American actor (born 1948)

John Sherwood de Lancie, Jr. (born March 20, 1948) is an American actor.

De Lancie's first television role was in Captains and the Kings in 1976. His other television series roles include Eugene Bradford in Days of Our Lives (1982–1986; 1989–1990), Frank Simmons in Stargate SG-1 (2001–2002), Donald Margolis in Breaking Bad (2009–2010), Agent Allen Shapiro in Torchwood (2011), the voice of Discord in My Little Pony: Friendship Is Magic (2011–2019), as well as Q in various Star Trek series, beginning with Star Trek: The Next Generation in 1987 and leading up to the third season of Star Trek: Strange New Worlds in 2025.

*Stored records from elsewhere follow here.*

//! Dependency metadata providers.
//!
//! A provider answers "which versions of these gems exist and what do they
//! depend on". The gateway never interprets the records, it only encodes them.

mod private;
mod upstream;

use anyhow::Result;
use async_trait::async_trait;
use indexmap::IndexSet;
use serde::{Deserialize, Serialize};

pub use private::PrivateIndex;
pub use upstream::{HttpUpstreams, UpstreamDependencies, UpstreamResolver};

/// One released version of a gem, in the shape of the RubyGems dependency API.
#[derive(Debug, Clone, Serialize, Deserialize, PartialEq, Eq)]
pub struct DependencySpec {
    pub name: String,
    pub number: String,
    #[serde(default = "default_platform")]
    pub platform: String,
    /// `[name, requirement]` pairs, e.g. `["rack", ">= 2.0"]`.
    #[serde(default)]
    pub dependencies: Vec<(String, String)>,
}

fn default_platform() -> String {
    "ruby".to_string()
}

/// Distinct gem names in first-occurrence order.
#[derive(Debug, Clone, Default, PartialEq, Eq)]
pub struct GemNameBatch {
    names: IndexSet<String>,
}

impl GemNameBatch {
    /// Parses a comma-separated list the way Bundler's server side always has:
    /// trailing empty segments are dropped, leading and interior ones count as
    /// a name. Repeated names keep their first position.
    pub fn parse(raw: &str) -> Self {
        let mut segments: Vec<&str> = raw.split(',').collect();
        while segments.last() == Some(&"") {
            segments.pop();
        }
        Self {
            names: segments.into_iter().map(str::to_string).collect(),
        }
    }

    pub fn len(&self) -> usize {
        self.names.len()
    }

    pub fn is_empty(&self) -> bool {
        self.names.is_empty()
    }

    pub fn iter(&self) -> impl Iterator<Item = &str> {
        self.names.iter().map(String::as_str)
    }

    /// Comma-joined form, as sent in a `gems=` query parameter.
    pub fn to_query_value(&self) -> String {
        self.iter().collect::<Vec<_>>().join(",")
    }
}

impl<S: Into<String>> FromIterator<S> for GemNameBatch {
    fn from_iter<I: IntoIterator<Item = S>>(iter: I) -> Self {
        Self {
            names: iter.into_iter().map(Into::into).collect(),
        }
    }
}

/// Source of dependency records. Implementations must be safe to call from
/// many requests at once; any caching is theirs to synchronise.
#[async_trait]
pub trait DependencyProvider: Send + Sync {
    async fn fetch(&self, gems: &GemNameBatch) -> Result<Vec<DependencySpec>>;
}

De Lancie became an outspoken secular activist and was a featured speaker at the 2016 Reason Rally and at CSICon 2019.

==Early life and education==
De Lancie was born in Philadelphia, Pennsylvania, on March 20, 1948, one of two children born to John de Lancie (1921–2002), principal oboist of the Philadelphia Orchestra from 1954 to 1977, and Andrea de Lancie (July 3, 1920 – October 18, 2006). His mother was French. His parents met in Paris. He has a sister.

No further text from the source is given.